| ABOUT THIS TASK |
Pull every line holding the word "range" out of the data and copy it.

Stored data

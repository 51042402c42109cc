pub mod auth;
pub mod config;
pub mod engine;
pub mod error;
pub mod filter;
pub mod handlers;
pub mod middleware;
pub mod query;
pub mod router;
pub mod state;
pub mod types;

pub use engine::{ContentEngine, MemoryEngine};
pub use router::app;
pub use state::{AdapterSettings, AppState};

#[cfg(test)]
pub mod testing;
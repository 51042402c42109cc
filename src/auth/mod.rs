use chrono::{Duration, Utc};
use jsonwebtoken::{decode, encode, Algorithm, DecodingKey, EncodingKey, Header, Validation};
use serde::{Deserialize, Serialize};
use sha2::{Digest, Sha256};
use thiserror::Error;

/// Length of the hex key derived from the shared secret
pub const DERIVED_KEY_LEN: usize = 32;

#[derive(Debug, Clone, PartialEq, Serialize, Deserialize)]
pub struct Claims {
    /// Subject identifier
    #[serde(default, skip_serializing_if = "Option::is_none")]
    pub id: Option<String>,
    #[serde(default, skip_serializing_if = "Option::is_none")]
    pub sub: Option<String>,
    /// Collection the subject lives in
    #[serde(default, skip_serializing_if = "Option::is_none")]
    pub collection: Option<String>,
    #[serde(default, skip_serializing_if = "Option::is_none")]
    pub email: Option<String>,
    pub exp: i64,
    pub iat: i64,
}

impl Claims {
    pub fn new(
        id: impl Into<String>,
        collection: impl Into<String>,
        expiry_hours: u64,
    ) -> Result<Self, TokenError> {
        let now = Utc::now();
        let lifetime = i64::try_from(expiry_hours)
            .ok()
            .and_then(Duration::try_hours)
            .ok_or_else(|| TokenError::Generation(format!("token expiry of {} hours is out of range", expiry_hours)))?;
        let exp = now
            .checked_add_signed(lifetime)
            .ok_or_else(|| TokenError::Generation(format!("token expiry of {} hours is out of range", expiry_hours)))?
            .timestamp();

        Ok(Self {
            id: Some(id.into()),
            sub: None,
            collection: Some(collection.into()),
            email: None,
            exp,
            iat: now.timestamp(),
        })
    }

    pub fn with_email(mut self, email: impl Into<String>) -> Self {
        self.email = Some(email.into());
        self
    }

    /// `id` wins over `sub`
    pub fn subject(&self) -> Option<&str> {
        self.id
            .as_deref()
            .or(self.sub.as_deref())
            .filter(|s| !s.is_empty())
    }
}

#[derive(Debug, Error)]
pub enum TokenError {
    #[error("Invalid token secret")]
    InvalidSecret,

    #[error("Token generation error: {0}")]
    Generation(String),

    #[error("Invalid token: {0}")]
    Invalid(#[from] jsonwebtoken::errors::Error),

    #[error("Token has no subject")]
    MissingSubject,
}

/// SHA-256 of the secret, lowercase hex, first 32 characters
pub fn derive_key(secret: &str) -> String {
    let digest = Sha256::digest(secret.as_bytes());
    let mut hex = format!("{:x}", digest);
    hex.truncate(DERIVED_KEY_LEN);
    hex
}

pub fn issue_token(secret: &str, claims: &Claims) -> Result<String, TokenError> {
    if secret.is_empty() {
        return Err(TokenError::InvalidSecret);
    }

    let key = derive_key(secret);
    let encoding_key = EncodingKey::from_secret(key.as_bytes());

    encode(&Header::new(Algorithm::HS256), claims, &encoding_key)
        .map_err(|e| TokenError::Generation(e.to_string()))
}

/// Check signature and expiry; the claims must name a subject
pub fn verify_token(secret: &str, token: &str) -> Result<Claims, TokenError> {
    if secret.is_empty() {
        return Err(TokenError::InvalidSecret);
    }

    let key = derive_key(secret);
    let decoding_key = DecodingKey::from_secret(key.as_bytes());
    let mut validation = Validation::new(Algorithm::HS256);
    validation.leeway = 0;

    let claims = decode::<Claims>(token, &decoding_key, &validation)?.claims;
    if claims.subject().is_none() {
        return Err(TokenError::MissingSubject);
    }
    Ok(claims)
}

/// `Bearer <token>` → `<token>`; anything else is no token at all
pub fn bearer_token(header_value: &str) -> Option<&str> {
    let (scheme, token) = header_value.split_once(' ')?;
    if !scheme.eq_ignore_ascii_case("bearer") {
        return None;
    }
    let token = token.trim();
    (!token.is_empty()).then_some(token)
}
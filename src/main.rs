use std::sync::Arc;

use anyhow::Context;
use tracing_subscriber::EnvFilter;

use collection_rest::config;
use collection_rest::engine::{ContentEngine, MemoryEngine};
use collection_rest::router::{app, cors_layer};
use collection_rest::state::{AdapterSettings, AppState};

#[tokio::main]
async fn main() -> anyhow::Result<()> {
    // Load .env if present so cargo run picks up ENGINE_SECRET, API_PREFIX, etc.
    let _ = dotenvy::dotenv();

    tracing_subscriber::fmt()
        .with_env_filter(EnvFilter::try_from_default_env().unwrap_or_else(|_| EnvFilter::new("info")))
        .init();

    let config = config::config();
    config.validate().context("invalid configuration")?;
    tracing::info!("Starting collection-rest in {:?} mode", config.environment);

    let engine = MemoryEngine::from_config(config)
        .await
        .context("failed to build content engine")?;
    let engine: Arc<dyn ContentEngine> = Arc::new(engine);
    tracing::info!("collections: {}", engine.collections().join(", "));

    let settings = AdapterSettings::from_config(config);
    let prefix = settings.prefix.clone();

    let mut router = app(AppState::new(engine, settings));
    if config.security.enable_cors {
        router = router.layer(cors_layer(&config.security.cors_origins));
    }

    let bind_addr = format!("0.0.0.0:{}", config.api.port);
    let listener = tokio::net::TcpListener::bind(&bind_addr)
        .await
        .with_context(|| format!("failed to bind {}", bind_addr))?;

    tracing::info!("listening on http://{} (api prefix '{}')", bind_addr, prefix);

    axum::serve(listener, router).await.context("server error")?;
    Ok(())
}
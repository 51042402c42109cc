use axum::{extract::Request, middleware::Next, response::Response};

use crate::error::ApiError;
use crate::types::CurrentUser;

pub const NOT_ALLOWED: &str = "You are not allowed to perform this action.";

/// Gate for routes that need a resolved user. Runs after `resolve_user`.
pub async fn require_user(request: Request, next: Next) -> Result<Response, ApiError> {
    let authenticated = request
        .extensions()
        .get::<CurrentUser>()
        .is_some_and(|current| current.0.is_some());

    if !authenticated {
        return Err(ApiError::unauthorized(NOT_ALLOWED));
    }

    Ok(next.run(request).await)
}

| RESULT |
            .ok_or_else(|| TokenError::Generation(format!("token expiry of {} hours is out of range", expiry_hours)))?;
            .ok_or_else(|| TokenError::Generation(format!("token expiry of {} hours is out of range", expiry_hours)))?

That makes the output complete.